Szenario 2: Demokratischer Wandel
Die meisten Untersuchungen, die Russland das Potential zu nachhaltig demokratischem Wandel absprechen, fußen auf falschen Annahmen und lassen grundlegende Gegebenheiten außer Acht.
Erstens wird oft auf das missglückte Demokratieexperiment der 1990er Jahre verwiesen. Dabei ist es eine seltsame Annahme, dass ein Land nie wieder in der Lage sein wird, eine funktionierende Demokratie aufzubauen, nur weil es beim ersten Versuch nicht gleich geklappt hat. Ein einziger Versuch kann doch nicht die Grundlage für derart fatalistische Schlüsse sein. Außerdem war das russische Demokratieexperiment der 1990er bei näherem Hinsehen gar nicht so erfolglos, wie viele Kritiker meinen. Gemessen an historischen Standards war es sogar ziemlich erfolgreich, denn Russland blieb 15 Jahre lang ein teilweise freies Land (bis 2005 wurde es von der US-Organisation Freedom House als „teilweise frei“ eingestuft). So eine lange Demokratiephase hat die moderne russische Geschichte noch nie erlebt. Die russische Demokratie hat sich unter extrem schwierigen Bedingungen herausgebildet – der Zusammenbruch der sowjetischen Wirtschaft war möglicherweise das schlimmste Wirtschaftsversagen seit Beginn der Industrialisierung, und das wichtigste russische Exportgut, Erdöl, wurde während Boris Jelzins Präsidentschaft zum Preis von durchschnittlich 16,70 US-Dollar pro Barrel gehandelt.

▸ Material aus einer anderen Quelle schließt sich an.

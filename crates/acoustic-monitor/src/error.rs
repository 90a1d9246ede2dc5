//! Error types for the acoustic monitor.

use acoustic_core::Reading;
use thiserror::Error;

use crate::classifier::ClassifierError;

/// Errors surfaced to callers of the monitor API.
#[derive(Debug, Error)]
pub enum MonitorError {
    /// Bad registration or request input. Nothing was mutated.
    #[error("validation error: {0}")]
    Validation(String),

    /// Sensor id is not registered.
    #[error("sensor not found: {0}")]
    NotFound(String),

    /// Manual analysis failed; `fallback` is the partial reading shown to the user.
    #[error("classification failed for sensor {sensor_id}: {source}")]
    Classification {
        sensor_id: String,
        source: ClassifierError,
        fallback: Box<Reading>,
    },

    /// Configuration error.
    #[error("configuration error: {0}")]
    Config(String),
}

impl MonitorError {
    pub fn fallback_reading(&self) -> Option<&Reading> {
        match self {
            MonitorError::Classification { fallback, .. } => Some(fallback),
            _ => None,
        }
    }
}

/// Result type for monitor operations.
pub type MonitorResult<T> = Result<T, MonitorError>;
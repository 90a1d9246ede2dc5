//! Shared monitor state: sensors, baselines, current readings and alerts.

use acoustic_core::{FieldSnapshot, Reading};
use dashmap::DashMap;

use crate::accumulator::BaselineAccumulator;
use crate::config::MonitorConfig;
use crate::dispatcher::AlertDispatcher;
use crate::registry::SensorRegistry;

pub struct FieldStore {
    pub registry: SensorRegistry,
    pub accumulator: BaselineAccumulator,
    pub dispatcher: AlertDispatcher,
    readings: DashMap<String, Reading>,
}

impl FieldStore {
    pub fn new(config: &MonitorConfig) -> Self {
        Self {
            registry: SensorRegistry::new(),
            accumulator: BaselineAccumulator::new(
                config.baseline_history_limit,
                config.baseline_clip.as_secs_f64(),
            ),
            dispatcher: AlertDispatcher::new(config.alert_capacity),
            readings: DashMap::new(),
        }
    }

    /// Overwrites the sensor's current reading. Returns `false`, storing
    /// nothing, when the sensor is no longer registered.
    pub fn set_reading(&self, reading: Reading) -> bool {
        // Inserted under the registry entry so a concurrent unregister either
        // runs first or removes this reading afterwards.
        let sensor_id = reading.sensor_id.clone();
        self.registry
            .with_sensor(&sensor_id, |_| {
                self.readings.insert(sensor_id.clone(), reading);
            })
            .is_some()
    }

    pub fn reading(&self, sensor_id: &str) -> Option<Reading> {
        self.readings.get(sensor_id).map(|r| r.clone())
    }

    /// Drops the sensor and everything derived from it.
    pub fn remove_sensor(&self, sensor_id: &str) -> bool {
        let removed = self.registry.unregister(sensor_id).is_ok();
        self.accumulator.remove(sensor_id);
        self.readings.remove(sensor_id);
        removed
    }

    pub async fn snapshot(&self) -> FieldSnapshot {
        let mut readings: Vec<Reading> = self.readings.iter().map(|r| r.value().clone()).collect();
        readings.sort_by(|a, b| a.sensor_id.cmp(&b.sensor_id));

        FieldSnapshot {
            sensors: self.registry.list(),
            baselines: self.accumulator.all_snapshots(),
            readings,
            alerts: self.dispatcher.recent().await,
        }
    }
}
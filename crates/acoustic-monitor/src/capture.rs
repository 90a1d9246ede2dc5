//! Audio capture capability.
//!
//! The monitor never talks to audio hardware itself. It asks an [`AudioCapture`]
//! for a clip of a given length and treats the result as opaque bytes.

use std::process::Stdio;
use std::time::Duration;

use async_trait::async_trait;
use thiserror::Error;
use tokio::process::Command;
use tracing::{debug, instrument};

#[derive(Debug, Clone, PartialEq, Error)]
pub enum CaptureError {
    /// The capability is structurally missing (no driver, no recorder binary).
    /// Retrying will not help.
    #[error("audio capture unavailable: {0}")]
    Unavailable(String),

    /// A single capture failed; the next attempt may succeed.
    #[error("audio capture failed: {0}")]
    Failed(String),

    #[error("audio capture timed out after {timeout_ms}ms")]
    TimedOut { timeout_ms: u64 },
}

impl CaptureError {
    pub fn is_unavailable(&self) -> bool {
        matches!(self, CaptureError::Unavailable(_))
    }
}

#[async_trait]
pub trait AudioCapture: Send + Sync {
    /// Records `duration` of audio from `device_ref` on behalf of `sensor_id`.
    async fn record(
        &self,
        sensor_id: &str,
        device_ref: &str,
        duration: Duration,
    ) -> Result<Vec<u8>, CaptureError>;
}

/// Captures by spawning an ALSA-style recorder that writes WAV to stdout.
///
/// A recorder binary that cannot be found or executed maps to
/// [`CaptureError::Unavailable`]; every other failure is transient.
pub struct CommandCapture {
    program: String,
}

impl CommandCapture {
    pub fn new(program: impl Into<String>) -> Self {
        Self {
            program: program.into(),
        }
    }

    fn args(device_ref: &str, duration: Duration) -> Vec<String> {
        // whole seconds, at least one
        let seconds = duration.as_millis().div_ceil(1000).max(1);
        vec![
            "-q".to_string(),
            "-D".to_string(),
            device_ref.to_string(),
            "-d".to_string(),
            seconds.to_string(),
            "-f".to_string(),
            "S16_LE".to_string(),
            "-r".to_string(),
            "16000".to_string(),
            "-c".to_string(),
            "1".to_string(),
            "-t".to_string(),
            "wav".to_string(),
            "-".to_string(),
        ]
    }
}

#[async_trait]
impl AudioCapture for CommandCapture {
    #[instrument(skip(self), fields(program = %self.program))]
    async fn record(
        &self,
        sensor_id: &str,
        device_ref: &str,
        duration: Duration,
    ) -> Result<Vec<u8>, CaptureError> {
        let output = Command::new(&self.program)
            .args(Self::args(device_ref, duration))
            .stdin(Stdio::null())
            .stdout(Stdio::piped())
            .stderr(Stdio::piped())
            .kill_on_drop(true)
            .output()
            .await
            .map_err(|e| match e.kind() {
                std::io::ErrorKind::NotFound | std::io::ErrorKind::PermissionDenied => {
                    CaptureError::Unavailable(format!("{}: {}", self.program, e))
                }
                _ => CaptureError::Failed(e.to_string()),
            })?;

        if !output.status.success() {
            let stderr = String::from_utf8_lossy(&output.stderr);
            return Err(CaptureError::Failed(format!(
                "{} exited with {}: {}",
                self.program,
                output.status,
                stderr.trim()
            )));
        }
        if output.stdout.is_empty() {
            return Err(CaptureError::Failed("recorder produced no audio".to_string()));
        }

        debug!(bytes = output.stdout.len(), "clip recorded");
        Ok(output.stdout)
    }
}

Die heutige Diktatur in Russland beruht nicht auf einer bewussten Entscheidung des russischen Volkes gegen Demokratie, sondern ist das Resultat einer schnellen, koordinierten Machtergreifung vor dem Hintergrund des starken Wirtschaftswachstums in den frühen 2000ern. Die Russen haben sich einer Restauration der Autokratie immer widersetzt, und die Demokratiebewegung war in den letzten Jahren, gemessen an ihrem Protestpotential, deutlich stärker als alle anderen politischen Kräfte im Land. Die 1990er haben Freiräume geschaffen, die Putin auch nach zwei Jahrzehnten Repressionen nicht ganz zerstören konnte. Viele prodemokratische Politiker, Intellektuelle und einfache Bürger sind im Land geblieben, und ihre Zeit wird kommen. Ohne die 1990er wäre die Etablierung einer ernstzunehmenden Demokratiebewegung in Putins Russland nicht möglich gewesen.
Es ist prinzipiell falsch, aufgrund der Schwierigkeiten in den 1990ern und des daraufhin aufgezwungenen Autoritarismus deterministische Schlüsse über die russische Gesellschaft zu ziehen.
Zweitens strebt die russische Gesellschaft, historisch gesehen, schon lange nach Demokratie, wurde aber immer wieder von brutalen Diktaturen niedergeschlagen und unterdrückt. Schon die letzten Jahrzehnte der Zarenherrschaft waren geprägt von Forderungen nach politischer Liberalisierung, nach einer Verfassung, die die Macht der Monarchie beschränkt, und nach einer parlamentarischen Republik (hervorragend resümiert von dem Historiker Orlando Figes in seinem Buch „Die Tragödie eines Volkes: Die Epoche der russischen Revolution 1891 bis 1924“). Nach dem Sturz der Monarchie wählten die Russen voller Begeisterung eine Konstituierende Versammlung mit einer nicht-bolschewistischen Mehrheit. Doch die Bolschewiken lösten die Versammlung gewaltsam auf und gründeten die Sowjetunion – auf Grundlage der Eroberungen der Roten Armee und nicht auf Basis freier Willensäußerung der Bevölkerung. Als das sowjetische System nach Stalins Tod allmählich gemäßigter wurde, kamen aus der Zivilgesellschaft klare Forderungen nach demokratischem Wandel. Dieser begann mit Chruschtschows Tauwetter, ging über Gorbatschows Perestroika und endete damit, dass die Russen 1990–1991 mehrheitlich für prodemokratische Kräfte stimmten und Ende 1991 die friedliche Auflösung der Sowjetunion ohne größere Proteste akzeptierten.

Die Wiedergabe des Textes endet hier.